His offensive statistics weren’t eye popping, but he played a crucial role. Carlos Ruiz had arguably the best season of his major league career — and at a bargain. The backstop made just $475,000 in 2009.
In 2008, Ruiz struggled at the dish, batting .219 with a .620 on-base plus slugging percentage. Despite being plagued with neck, oblique, and wrist injuries, Ruiz had a huge turn-around. He batted .255 with a .355 on-base percentage and .425 slugging percentage. He reached career highs in home runs (9), runs batted in (43), and OPS (.780).
Ruiz grounded into eight double plays, but he made contact. Ruiz struck out only 39 times in 322 at-bats.
Always a reliable defender behind the plate, Ruiz did a tremendous job handling the pitching staff. He knew which pitch to call, where to locate it, and the appropriate time for a mound visit. Pitchers didn’t see many passed balls or wild pitches; Ruiz is skilled at blocking balls in the dirt. Because of this, extra base runners were limited, and he caught 23 people stealing. On a play at the plate, it was rare to see Ruiz unable to hold onto the ball. In result, he owned a 4.00 catcher’s earned run average.

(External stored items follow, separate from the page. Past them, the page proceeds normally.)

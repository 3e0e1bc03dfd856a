//! On-disk snapshot of both result cache stores.
//!
//! Writers hold `<snapshot>.lock` for the whole read-patch-write cycle
//! ([`CacheSnapshot::update`]), so two concurrent reconciles cannot lose
//! each other's changes. The file itself is replaced by renaming a sibling
//! temp file over it.

use super::types::CacheRecord;
use super::{MemoryCache, CACHE_VERSION};
use crate::error::{Result, SearchError};
use serde::{Deserialize, Serialize};
use std::fs;
use std::io::{ErrorKind, Write};
use std::path::{Path, PathBuf};
use std::thread;
use std::time::Duration;
use tracing::debug;

const LOCK_ATTEMPTS: u32 = 50;
const LOCK_RETRY: Duration = Duration::from_millis(100);

/// Serialized form of the items store and the related store.
#[derive(Debug, Clone, Serialize, Deserialize)]
pub struct CacheSnapshot {
    /// Snapshot format version.
    pub version: u32,
    /// Entries of the direct search results store.
    #[serde(default)]
    pub items: Vec<CacheRecord>,
    /// Entries of the related resources store.
    #[serde(default)]
    pub related: Vec<CacheRecord>,
}

impl Default for CacheSnapshot {
    fn default() -> Self {
        Self {
            version: CACHE_VERSION,
            items: Vec::new(),
            related: Vec::new(),
        }
    }
}

impl CacheSnapshot {
    /// Capture the current content of both stores.
    pub fn from_stores(items: &MemoryCache, related: &MemoryCache) -> Self {
        Self {
            version: CACHE_VERSION,
            items: items.records(),
            related: related.records(),
        }
    }

    /// Split the snapshot into the items store and the related store.
    pub fn into_stores(self) -> (MemoryCache, MemoryCache) {
        (
            self.items.into_iter().collect(),
            self.related.into_iter().collect(),
        )
    }

    /// Load a snapshot from disk.
    ///
    /// A snapshot written by a different format version is treated as empty.
    pub fn load(path: &Path) -> Result<Self> {
        if !path.exists() {
            return Err(SearchError::SnapshotNotFound(path.to_path_buf()));
        }

        let content = fs::read_to_string(path).map_err(|e| {
            SearchError::CacheError(format!("Failed to read {}: {}", path.display(), e))
        })?;
        let snapshot: CacheSnapshot = serde_json::from_str(&content).map_err(|e| {
            SearchError::CacheError(format!("Failed to parse {}: {}", path.display(), e))
        })?;

        if snapshot.version != CACHE_VERSION {
            debug!(
                found = snapshot.version,
                expected = CACHE_VERSION,
                "Ignoring outdated cache snapshot"
            );
            return Ok(Self::default());
        }

        Ok(snapshot)
    }

    /// Load a snapshot, reading a missing file as two empty stores.
    pub fn load_or_empty(path: &Path) -> Result<Self> {
        match Self::load(path) {
            Err(SearchError::SnapshotNotFound(_)) => {
                debug!(path = %path.display(), "No cache snapshot, starting empty");
                Ok(Self::default())
            }
            other => other,
        }
    }

    /// Write the snapshot to disk under the snapshot lock.
    pub fn save(&self, path: &Path) -> Result<()> {
        let _lock = SnapshotLock::acquire(path)?;
        self.write_to(path)
    }

    /// Patch both stores of the snapshot at `path` while holding its lock.
    ///
    /// A missing snapshot is patched as empty stores. The file is only
    /// written when `patch` changed a store.
    pub fn update<T>(
        path: &Path,
        patch: impl FnOnce(&mut MemoryCache, &mut MemoryCache) -> T,
    ) -> Result<T> {
        let _lock = SnapshotLock::acquire(path)?;
        let (mut items, mut related) = Self::load_or_empty(path)?.into_stores();
        let (items_before, related_before) = (items.clone(), related.clone());

        let result = patch(&mut items, &mut related);

        if items != items_before || related != related_before {
            Self::from_stores(&items, &related).write_to(path)?;
        } else {
            debug!(path = %path.display(), "Cache snapshot unchanged");
        }
        Ok(result)
    }

    fn write_to(&self, path: &Path) -> Result<()> {
        let content = serde_json::to_string_pretty(self).map_err(|e| {
            SearchError::CacheError(format!("Failed to serialize snapshot: {}", e))
        })?;
        replace_file(path, content.as_bytes())?;
        debug!(
            path = %path.display(),
            items = self.items.len(),
            related = self.related.len(),
            "Saved cache snapshot"
        );
        Ok(())
    }
}

/// Path with `suffix` appended to its file name.
fn sibling(path: &Path, suffix: &str) -> PathBuf {
    let mut name = path.file_name().map(|n| n.to_os_string()).unwrap_or_default();
    name.push(suffix);
    path.with_file_name(name)
}

/// Exclusive hold on a snapshot file, released on drop.
#[derive(Debug)]
struct SnapshotLock {
    path: PathBuf,
}

impl SnapshotLock {
    fn acquire(snapshot: &Path) -> Result<Self> {
        let path = sibling(snapshot, ".lock");

        for _ in 0..LOCK_ATTEMPTS {
            match fs::OpenOptions::new().write(true).create_new(true).open(&path) {
                Ok(mut file) => {
                    let _ = writeln!(file, "{}", std::process::id());
                    return Ok(Self { path });
                }
                Err(e) if e.kind() == ErrorKind::AlreadyExists => thread::sleep(LOCK_RETRY),
                Err(e) => {
                    return Err(SearchError::CacheError(format!(
                        "Failed to lock {}: {}",
                        snapshot.display(),
                        e
                    )));
                }
            }
        }

        Err(SearchError::CacheError(format!(
            "Snapshot {} is locked by another process",
            snapshot.display()
        )))
    }
}

impl Drop for SnapshotLock {
    fn drop(&mut self) {
        let _ = fs::remove_file(&self.path);
    }
}

/// Replace `path` with `contents` in one rename.
fn replace_file(path: &Path, contents: &[u8]) -> Result<()> {
    let temp = sibling(path, &format!(".tmp.{}", std::process::id()));

    fs::write(&temp, contents).map_err(|e| {
        SearchError::CacheError(format!("Failed to write {}: {}", temp.display(), e))
    })?;
    fs::rename(&temp, path).map_err(|e| {
        let _ = fs::remove_file(&temp);
        SearchError::CacheError(format!("Failed to replace {}: {}", path.display(), e))
    })
}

Ruiz was solid through the regular season, but he took the postseason to a new level. It didn’t take long for “Choochtober” to take over. Ruiz, or Señor Octubre as they call him now, batted .341 with 2 home runs, nine RBI, six extra base hits, and had a 1.082 OPS during the playoffs. He made a case for NLCS MVP, batting .385 with four RBI.
In a sample of at-bats during the playoffs, everybody saw the type of offensive player Ruiz is capable of being. Chooch will remain behind the plate in 2010.
Grade: 7.95/10. Ruiz was under-rated in 2009. He was much improved at the plate and always provided stellar defense. For his performance and at his price, Ruiz deserves a high grade.